- _About this task_
Every line containing "CacheKey" should be identified and copied from the data below.

- _Given records_
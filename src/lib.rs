//! `animechan-http` is an async HTTP client for the Animechan quote API.
//!
//! Every request goes through [`QuoteClient::fetch`], which
//! - serves repeated identical requests from a [`ResponseCache`],
//! - retries network failures, `429` and `5xx` responses with exponential
//!   backoff (honoring `Retry-After` on `429`),
//! - gives up with [`QuoteError::RetryExhausted`] once the attempt budget in
//!   [`ClientOptions`] is spent.
//!
//! Typed helpers sit on top: [`QuoteClient::random_quote`],
//! [`QuoteClient::quotes_by_character`], [`QuoteClient::quotes_by_show`] and
//! [`QuoteClient::quotes_page`]. The [`collect`] module gathers quotes in bulk
//! for the `animechan` command-line tool.

pub mod cache;
#[cfg(feature = "cli")]
pub mod cli;
mod client;
pub mod collect;
mod decode;
mod error;
mod options;
mod params;
pub mod retry;
mod types;
mod value;
mod wire;

pub use cache::{CacheKey, ResponseCache};
pub use client::{QuoteClient, DEFAULT_BASE_URL, DEFAULT_CACHE_TTL};
pub use error::QuoteError;
pub use options::ClientOptions;
pub use params::Params;
pub use retry::{RetryDecision, RetryPolicy, RetryState};
pub use types::{Endpoint, Quote, QuotePage, UnknownEndpoint};
pub use value::Value;

pub type Result<T> = std::result::Result<T, QuoteError>;
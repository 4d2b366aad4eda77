//! `animechan` - collect anime quotes into a JSON file.

use std::io::IsTerminal;
use std::path::Path;
use std::sync::Arc;

use anyhow::Context;
use clap::Parser;
use tracing_subscriber::{layer::SubscriberExt, util::SubscriberInitExt};

use animechan_http::{
    cli::{Cli, CollectArgs, Command},
    collect::{self, CollectionReport},
    Quote, QuoteClient, ResponseCache, DEFAULT_CACHE_TTL,
};

#[tokio::main]
async fn main() -> anyhow::Result<()> {
    tracing_subscriber::registry()
        .with(
            tracing_subscriber::EnvFilter::try_from_default_env()
                .unwrap_or_else(|_| "animechan_http=info,animechan=info".into()),
        )
        .with(
            tracing_subscriber::fmt::layer()
                .with_writer(std::io::stderr)
                .with_ansi(std::io::stderr().is_terminal()),
        )
        .init();

    let cli = Cli::parse();
    match cli.command {
        Command::Collect(args) => run_collect(args).await,
    }
}

async fn run_collect(args: CollectArgs) -> anyhow::Result<()> {
    let quotes = if args.offline {
        load_sample(args.sample.as_deref())?
    } else {
        collect_live(&args).await?
    };

    let report = CollectionReport::new(args.characters, args.shows, quotes);
    collect::write_report(&args.output, &report)
        .with_context(|| format!("failed to write {}", args.output.display()))?;

    println!(
        "Written {} quotes to {}",
        report.meta.record_count,
        args.output.display()
    );
    Ok(())
}

async fn collect_live(args: &CollectArgs) -> anyhow::Result<Vec<Quote>> {
    let cache = Arc::new(open_cache(args.cache_file.as_deref()));
    let client = build_client(args)?.with_cache(Arc::clone(&cache));

    let characters = args.characters.clone().unwrap_or_default();
    let shows = args.shows.clone().unwrap_or_default();
    let outcome = collect::bulk_fetch(&client, &characters, &shows, Some(args.limit)).await;

    if let Some(path) = &args.cache_file {
        cache
            .save(path)
            .with_context(|| format!("failed to flush cache to {}", path.display()))?;
    }

    if outcome.all_failed() {
        tracing::warn!("API fetch failed, falling back to sample data");
        return load_sample(args.sample.as_deref());
    }
    Ok(collect::dedupe(outcome.quotes))
}

fn build_client(args: &CollectArgs) -> anyhow::Result<QuoteClient> {
    let client = QuoteClient::from_env().map_err(anyhow::Error::msg)?;
    let client = match &args.base_url {
        Some(url) => client.override_base_url(url.as_str()),
        None => client,
    };
    Ok(client.with_options(args.client_options()))
}

fn open_cache(path: Option<&Path>) -> ResponseCache {
    let Some(path) = path.filter(|path| path.exists()) else {
        return ResponseCache::with_ttl(DEFAULT_CACHE_TTL);
    };
    match ResponseCache::load(path, Some(DEFAULT_CACHE_TTL)) {
        Ok(cache) => {
            tracing::debug!(path = %path.display(), entries = cache.len(), "cache loaded");
            cache
        }
        Err(err) => {
            tracing::warn!(path = %path.display(), "ignoring unreadable cache file: {err}");
            ResponseCache::with_ttl(DEFAULT_CACHE_TTL)
        }
    }
}

fn load_sample(path: Option<&Path>) -> anyhow::Result<Vec<Quote>> {
    match path {
        Some(path) => collect::load_sample(path)
            .with_context(|| format!("sample data not found or invalid: {}", path.display())),
        None => collect::bundled_sample().context("bundled sample data is invalid"),
    }
}
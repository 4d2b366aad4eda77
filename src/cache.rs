//! In-memory response cache keyed by request signature.
//!
//! A [`ResponseCache`] is created empty, owned by whoever constructs it, and
//! handed to a [`QuoteClient`](crate::QuoteClient). Entries are written once per
//! successful network fetch and dropped on [`ResponseCache::clear`], when read
//! after their TTL, or with the cache itself. [`ResponseCache::save`] and
//! [`ResponseCache::load`] persist entries to a JSON file on request only.

use std::{
    collections::HashMap,
    fmt, fs,
    path::Path,
    sync::{Mutex, MutexGuard},
    time::Duration,
};

use chrono::{DateTime, Utc};
use serde::{Deserialize, Serialize};
use serde_json::Value as JsonValue;

use crate::{Endpoint, Params};

/// Deterministic request signature: endpoint path plus sorted parameters.
#[derive(Clone, Debug, PartialEq, Eq, Hash, Serialize, Deserialize)]
#[serde(transparent)]
pub struct CacheKey(String);

impl CacheKey {
    pub fn new(endpoint: Endpoint, params: &Params) -> Self {
        let query = params
            .query_pairs()
            .iter()
            .map(|(key, value)| format!("{}={}", escape(key), escape(value)))
            .collect::<Vec<_>>()
            .join("&");
        Self(format!("GET {}?{query}", endpoint.path()))
    }

    pub fn as_str(&self) -> &str {
        &self.0
    }
}

impl fmt::Display for CacheKey {
    fn fmt(&self, f: &mut fmt::Formatter<'_>) -> fmt::Result {
        f.write_str(&self.0)
    }
}

fn escape(raw: &str) -> String {
    raw.replace('%', "%25")
        .replace('&', "%26")
        .replace('=', "%3D")
}

#[derive(Clone, Debug, Serialize, Deserialize)]
struct CacheEntry {
    payload: JsonValue,
    stored_at: DateTime<Utc>,
}

#[derive(Serialize, Deserialize)]
struct CacheFile {
    entries: Vec<PersistedEntry>,
}

#[derive(Serialize, Deserialize)]
struct PersistedEntry {
    key: CacheKey,
    #[serde(flatten)]
    entry: CacheEntry,
}

/// Response payloads keyed by [`CacheKey`], with an optional time-to-live.
#[derive(Debug, Default)]
pub struct ResponseCache {
    entries: Mutex<HashMap<CacheKey, CacheEntry>>,
    ttl: Option<Duration>,
}

impl ResponseCache {
    /// Creates an empty cache whose entries never expire.
    pub fn new() -> Self {
        Self::default()
    }

    /// Creates an empty cache whose entries expire `ttl` after being stored.
    pub fn with_ttl(ttl: Duration) -> Self {
        Self {
            entries: Mutex::default(),
            ttl: Some(ttl),
        }
    }

    pub fn ttl(&self) -> Option<Duration> {
        self.ttl
    }

    /// Returns the stored payload if present and not expired.
    ///
    /// An expired entry is removed as part of the lookup.
    pub fn get(&self, key: &CacheKey) -> Option<JsonValue> {
        let now = Utc::now();
        let mut entries = self.lock();
        let entry = entries.get(key)?;
        if self.is_fresh(entry, now) {
            #[cfg(feature = "tracing")]
            tracing::debug!(key = %key, "cache hit");
            return Some(entry.payload.clone());
        }

        #[cfg(feature = "tracing")]
        tracing::debug!(key = %key, "cache entry expired");
        entries.remove(key);
        None
    }

    /// Stores a payload under `key`, replacing any previous entry.
    pub fn insert(&self, key: CacheKey, payload: JsonValue) {
        let entry = CacheEntry {
            payload,
            stored_at: Utc::now(),
        };
        self.lock().insert(key, entry);
    }

    pub fn clear(&self) {
        self.lock().clear();
    }

    pub fn len(&self) -> usize {
        self.lock().len()
    }

    pub fn is_empty(&self) -> bool {
        self.lock().is_empty()
    }

    /// Writes all entries to `path` as JSON, creating parent directories.
    pub fn save(&self, path: &Path) -> std::io::Result<()> {
        let file = {
            let entries = self.lock();
            let mut entries: Vec<PersistedEntry> = entries
                .iter()
                .map(|(key, entry)| PersistedEntry {
                    key: key.clone(),
                    entry: entry.clone(),
                })
                .collect();
            entries.sort_by(|a, b| a.key.as_str().cmp(b.key.as_str()));
            CacheFile { entries }
        };

        if let Some(parent) = path.parent() {
            fs::create_dir_all(parent)?;
        }
        let json = serde_json::to_string_pretty(&file)
            .map_err(|e| std::io::Error::new(std::io::ErrorKind::InvalidData, e))?;
        fs::write(path, json)
    }

    /// Restores a cache previously written by [`ResponseCache::save`].
    ///
    /// Entry timestamps are kept, so entries older than `ttl` are already stale.
    pub fn load(path: &Path, ttl: Option<Duration>) -> std::io::Result<Self> {
        let content = fs::read_to_string(path)?;
        let file: CacheFile = serde_json::from_str(&content)
            .map_err(|e| std::io::Error::new(std::io::ErrorKind::InvalidData, e))?;
        let entries = file
            .entries
            .into_iter()
            .map(|persisted| (persisted.key, persisted.entry))
            .collect();
        Ok(Self {
            entries: Mutex::new(entries),
            ttl,
        })
    }

    fn is_fresh(&self, entry: &CacheEntry, now: DateTime<Utc>) -> bool {
        let Some(ttl) = self.ttl else {
            return true;
        };
        let Ok(ttl) = chrono::Duration::from_std(ttl) else {
            return true;
        };
        entry
            .stored_at
            .checked_add_signed(ttl)
            .map_or(true, |expires_at| now < expires_at)
    }

    fn lock(&self) -> MutexGuard<'_, HashMap<CacheKey, CacheEntry>> {
        // Entries are plain data; a panic mid-insert leaves nothing half-written.
        self.entries
            .lock()
            .unwrap_or_else(|poisoned| poisoned.into_inner())
    }
}
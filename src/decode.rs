use serde_json::Value as JsonValue;

use crate::{
    wire::{ListResponse, PageResponse, SingleResponse},
    Quote, QuoteError, QuotePage,
};

pub(crate) fn decode_json(body: &str) -> Result<JsonValue, QuoteError> {
    serde_json::from_str(body)
        .map_err(|err| QuoteError::Decode(format!("invalid JSON response: {err}; body: {body}")))
}

pub(crate) fn decode_quote(payload: JsonValue) -> Result<Quote, QuoteError> {
    serde_json::from_value::<SingleResponse>(payload)
        .map(SingleResponse::into_quote)
        .map_err(|_| QuoteError::Decode("unexpected response format for quote endpoint".to_owned()))
}

pub(crate) fn decode_quote_list(payload: JsonValue) -> Result<Vec<Quote>, QuoteError> {
    serde_json::from_value::<ListResponse>(payload)
        .map(ListResponse::into_quotes)
        .map_err(|_| QuoteError::Decode("unexpected response format for list endpoint".to_owned()))
}

pub(crate) fn decode_quote_page(payload: JsonValue) -> Result<QuotePage, QuoteError> {
    serde_json::from_value::<PageResponse>(payload)
        .map(PageResponse::into_page)
        .map_err(|_| QuoteError::Decode("unexpected response format for list endpoint".to_owned()))
}
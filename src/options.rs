use std::time::Duration;

use crate::RetryPolicy;

/// Configures HTTP timeout, retry and pacing behavior.
#[derive(Clone, Debug, Eq, PartialEq)]
pub struct ClientOptions {
    /// Per-attempt timeout in milliseconds.
    pub timeout_ms: u64,
    /// Maximum number of attempts per fetch, including the first one.
    pub max_attempts: usize,
    /// Base retry backoff in milliseconds (exponential strategy).
    pub retry_backoff_ms: u64,
    /// Upper bound for a computed backoff delay in milliseconds.
    pub max_backoff_ms: u64,
    /// Sleep after each successful network fetch, in milliseconds.
    pub pacing_ms: u64,
    /// Longest server `Retry-After` hint that is honored as is, in
    /// milliseconds. Larger hints are clamped to this value.
    pub max_retry_after_ms: u64,
}

impl ClientOptions {
    pub fn retry_policy(&self) -> RetryPolicy {
        RetryPolicy {
            max_attempts: self.max_attempts.max(1),
            base_delay: Duration::from_millis(self.retry_backoff_ms),
            max_delay: Duration::from_millis(self.max_backoff_ms),
            max_hint: Duration::from_millis(self.max_retry_after_ms),
        }
    }
}

impl Default for ClientOptions {
    fn default() -> Self {
        Self {
            timeout_ms: 10_000,
            max_attempts: 4,
            retry_backoff_ms: 500,
            max_backoff_ms: 30_000,
            pacing_ms: 0,
            max_retry_after_ms: 300_000,
        }
    }
}

#[cfg(test)]
mod tests {
    use std::time::Duration;

    use crate::ClientOptions;

    #[test]
    fn retry_policy_never_allows_zero_attempts() {
        let opts = ClientOptions {
            max_attempts: 0,
            ..ClientOptions::default()
        };
        assert_eq!(opts.retry_policy().max_attempts, 1);
    }

    #[test]
    fn retry_policy_converts_millis() {
        let policy = ClientOptions::default().retry_policy();
        assert_eq!(policy.max_attempts, 4);
        assert_eq!(policy.base_delay, Duration::from_millis(500));
        assert_eq!(policy.max_delay, Duration::from_secs(30));
        assert_eq!(policy.max_hint, Duration::from_secs(300));
    }
}
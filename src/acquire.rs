//! Acquisition Loop
//!
//! Fills the joke list up to a target size, one sequential fetch at a time,
//! skipping ids that are already in the list.

use std::collections::HashSet;

use crate::api::JokeSource;
use crate::error::AcquireError;
use crate::models::Joke;

/// How many jokes to collect and how many fetches that may take
#[derive(Clone, Copy, Debug, PartialEq, Eq)]
pub struct AcquirePolicy {
    pub target: usize,
    pub max_attempts: usize,
}

/// Fetch jokes until `existing` holds `policy.target` distinct ids.
///
/// Nothing is committed on failure: the caller only sees the list on `Ok`.
pub async fn acquire<S>(
    source: &S,
    existing: Vec<Joke>,
    policy: AcquirePolicy,
) -> Result<Vec<Joke>, AcquireError>
where
    S: JokeSource + ?Sized,
{
    let mut jokes = existing;
    let mut seen: HashSet<_> = jokes.iter().map(|j| j.id.clone()).collect();
    let mut attempts = 0;

    while jokes.len() < policy.target {
        if attempts >= policy.max_attempts {
            log::warn!(
                "[ACQUIRE] giving up after {} fetches with {}/{} jokes",
                attempts,
                jokes.len(),
                policy.target
            );
            return Err(AcquireError::Exhausted {
                wanted: policy.target,
                got: jokes.len(),
                attempts,
            });
        }
        attempts += 1;

        let candidate = source.fetch_joke().await.map_err(|e| {
            log::error!("[ACQUIRE] fetch #{} failed: {}", attempts, e);
            e
        })?;

        if seen.insert(candidate.id.clone()) {
            jokes.push(Joke::from(candidate));
        } else {
            log::debug!("[ACQUIRE] duplicate joke {} skipped", candidate.id);
        }
    }

    log::info!(
        "[ACQUIRE] collected {} jokes in {} fetches",
        jokes.len(),
        attempts
    );
    Ok(jokes)
}
//! Joke Row Component
//!
//! One joke with its score and vote controls.

use leptos::prelude::*;

use crate::context::use_joke_context;
use crate::models::Joke;

#[component]
pub fn JokeRow(joke: Joke) -> impl IntoView {
    let ctx = use_joke_context();

    let text = joke.joke;
    let votes = joke.votes;
    let up_id = joke.id.clone();
    let down_id = joke.id.clone();
    let reset_id = joke.id;

    view! {
        <div class="Joke">
            <div class="Joke-votearea">
                <button class="Joke-up" title="Upvote" on:click=move |_| ctx.vote(&up_id, 1)>
                    <i class="fas fa-thumbs-up" />
                </button>

                <span class="Joke-votes">{votes}</span>

                <button class="Joke-down" title="Downvote" on:click=move |_| ctx.vote(&down_id, -1)>
                    <i class="fas fa-thumbs-down" />
                </button>

                <button class="Joke-reset" title="Reset votes" on:click=move |_| ctx.reset(&reset_id)>
                    <i class="fas fa-undo" />
                </button>
            </div>

            <div class="Joke-text">{text}</div>
        </div>
    }
}
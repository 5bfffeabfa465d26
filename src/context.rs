//! Application Context
//!
//! Joke actions shared with row components via the Leptos Context API.

use leptos::prelude::*;
use leptos::task::spawn_local;

use crate::api::HttpJokeSource;
use crate::config::JokeListConfig;
use crate::models::JokeId;
use crate::store::{run_acquisition, store_begin_refresh, store_reset, store_vote, JokeStore};

/// App-wide handles provided via context
#[derive(Clone, Copy)]
pub struct JokeContext {
    pub store: JokeStore,
    config: StoredValue<JokeListConfig>,
}

impl JokeContext {
    pub fn new(store: JokeStore, config: JokeListConfig) -> Self {
        Self {
            store,
            config: StoredValue::new(config),
        }
    }

    /// Upvote (+1) or downvote (-1) a joke
    pub fn vote(&self, id: &JokeId, delta: i32) {
        store_vote(&self.store, id, delta);
    }

    /// Set a joke's votes back to zero
    pub fn reset(&self, id: &JokeId) {
        store_reset(&self.store, id);
    }

    /// Throw the list away and fetch a new one
    pub fn refresh(&self) {
        if store_begin_refresh(&self.store) {
            self.acquire();
        }
    }

    /// Run the acquisition loop in the background
    pub fn acquire(&self) {
        let store = self.store;
        let config = self.config.get_value();
        spawn_local(async move {
            let source = HttpJokeSource::new(config.endpoint.as_str());
            run_acquisition(store, &source, config.policy()).await;
        });
    }
}

/// Get the joke context
pub fn use_joke_context() -> JokeContext {
    expect_context::<JokeContext>()
}
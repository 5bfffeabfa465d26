//! Joke List Component
//!
//! Loads the saved list, keeps localStorage in sync with it and renders the
//! jokes sorted by votes.

use leptos::prelude::*;
use reactive_stores::Store;

use crate::components::{FailurePanel, JokeRow, LoadingSpinner};
use crate::config::{JokeListConfig, DEFAULT_TARGET};
use crate::context::JokeContext;
use crate::jokes::sorted_by_votes;
use crate::models::Joke;
use crate::storage::{load_jokes, BrowserStorage};
use crate::store::{sync_to_storage, JokeState, JokeStateStoreFields, LoadState};

/// List of jokes with vote controls and a refresh button
#[component]
pub fn JokeList(
    #[prop(default = DEFAULT_TARGET)] num_jokes_to_get: usize,
) -> impl IntoView {
    let config = JokeListConfig::default().with_target(num_jokes_to_get);
    let storage = BrowserStorage::new(config.storage_key.as_str());

    let saved = load_jokes(&storage);
    log::info!("[JOKES] loaded {} saved jokes", saved.len());

    let store = Store::new(JokeState::from_saved(saved));
    let ctx = JokeContext::new(store, config);
    provide_context(ctx);

    sync_to_storage(store, storage);

    if store.load_state().get_untracked().is_loading() {
        ctx.acquire();
    }

    let sorted = move || sorted_by_votes(&store.jokes().get());
    // votes are part of the key so a changed score re-renders its row
    let row_key = |joke: &Joke| (joke.id.clone(), joke.votes);

    view! {
        {move || match store.load_state().get() {
            LoadState::Loading => view! { <LoadingSpinner /> }.into_any(),
            LoadState::Failed(reason) => view! { <FailurePanel reason=reason /> }.into_any(),
            LoadState::Populated => view! {
                <div class="JokeList">
                    <button class="JokeList-getmore" on:click=move |_| ctx.refresh()>
                        "Get New Jokes"
                    </button>

                    <For
                        each=sorted
                        key=row_key
                        children=move |joke| view! { <JokeRow joke=joke /> }
                    />
                </div>
            }.into_any(),
        }}
    }
}
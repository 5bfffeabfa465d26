//! Console Logger
//!
//! `log` backend for browser apps. Every record is mirrored to the devtools
//! console and kept in a rolling buffer so the UI can show recent lines.

use std::collections::VecDeque;
use std::sync::{Mutex, OnceLock};

use log::{Level, LevelFilter, Log, Metadata, Record, SetLoggerError};

/// Lines kept by the global logger
pub const DEFAULT_CAPACITY: usize = 200;

static LOGGER: OnceLock<ConsoleLogger> = OnceLock::new();

/// Fixed-capacity line buffer, oldest lines dropped first
pub struct RollingBuffer {
    capacity: usize,
    lines: Mutex<VecDeque<String>>,
}

impl RollingBuffer {
    pub fn new(capacity: usize) -> Self {
        Self {
            capacity: capacity.max(1),
            lines: Mutex::new(VecDeque::with_capacity(capacity.max(1))),
        }
    }

    pub fn push(&self, line: String) {
        let Ok(mut lines) = self.lines.lock() else {
            return;
        };
        if lines.len() == self.capacity {
            lines.pop_front();
        }
        lines.push_back(line);
    }

    /// Last `n` lines, oldest first
    pub fn tail(&self, n: usize) -> Vec<String> {
        match self.lines.lock() {
            Ok(lines) => {
                let skip = lines.len().saturating_sub(n);
                lines.iter().skip(skip).cloned().collect()
            }
            Err(_) => Vec::new(),
        }
    }

    #[cfg(test)]
    fn len(&self) -> usize {
        self.lines.lock().map(|lines| lines.len()).unwrap_or(0)
    }
}

/// Logger writing to the browser console plus a [`RollingBuffer`]
pub struct ConsoleLogger {
    level: LevelFilter,
    buffer: RollingBuffer,
}

impl ConsoleLogger {
    pub fn new(level: LevelFilter, capacity: usize) -> Self {
        Self {
            level,
            buffer: RollingBuffer::new(capacity),
        }
    }
}

impl Log for ConsoleLogger {
    fn enabled(&self, metadata: &Metadata) -> bool {
        metadata.level() <= self.level
    }

    fn log(&self, record: &Record) {
        if !self.enabled(record.metadata()) {
            return;
        }
        let line = format_line(record.level(), &record.args().to_string());
        emit(record.level(), &line);
        self.buffer.push(line);
    }

    fn flush(&self) {}
}

fn format_line(level: Level, message: &str) -> String {
    format!(
        "{} {:<5} {}",
        chrono::Utc::now().format("%H:%M:%S%.3f"),
        level,
        message
    )
}

#[cfg(target_arch = "wasm32")]
fn emit(level: Level, line: &str) {
    use wasm_bindgen::JsValue;
    use web_sys::console;

    let value = JsValue::from_str(line);
    match level {
        Level::Error => console::error_1(&value),
        Level::Warn => console::warn_1(&value),
        Level::Info => console::info_1(&value),
        Level::Debug | Level::Trace => console::debug_1(&value),
    }
}

#[cfg(not(target_arch = "wasm32"))]
fn emit(_level: Level, line: &str) {
    eprintln!("{}", line);
}

/// Install the global logger. Fails if another logger is already set.
pub fn init(level: LevelFilter) -> Result<(), SetLoggerError> {
    let logger = LOGGER.get_or_init(|| ConsoleLogger::new(level, DEFAULT_CAPACITY));
    log::set_logger(logger)?;
    log::set_max_level(level);
    Ok(())
}

/// Most recent `n` lines recorded by the global logger
pub fn recent(n: usize) -> Vec<String> {
    LOGGER
        .get()
        .map(|logger| logger.buffer.tail(n))
        .unwrap_or_default()
}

- _Answer box_
pub use cache::{CacheKey, ResponseCache};
pub struct CacheKey(String);
impl CacheKey {
impl fmt::Display for CacheKey {
    key: CacheKey,
/// Response payloads keyed by [`CacheKey`], with an optional time-to-live.
    entries: Mutex<HashMap<CacheKey, CacheEntry>>,
    pub fn get(&self, key: &CacheKey) -> Option<JsonValue> {
    pub fn insert(&self, key: CacheKey, payload: JsonValue) {
    fn lock(&self) -> MutexGuard<'_, HashMap<CacheKey, CacheEntry>> {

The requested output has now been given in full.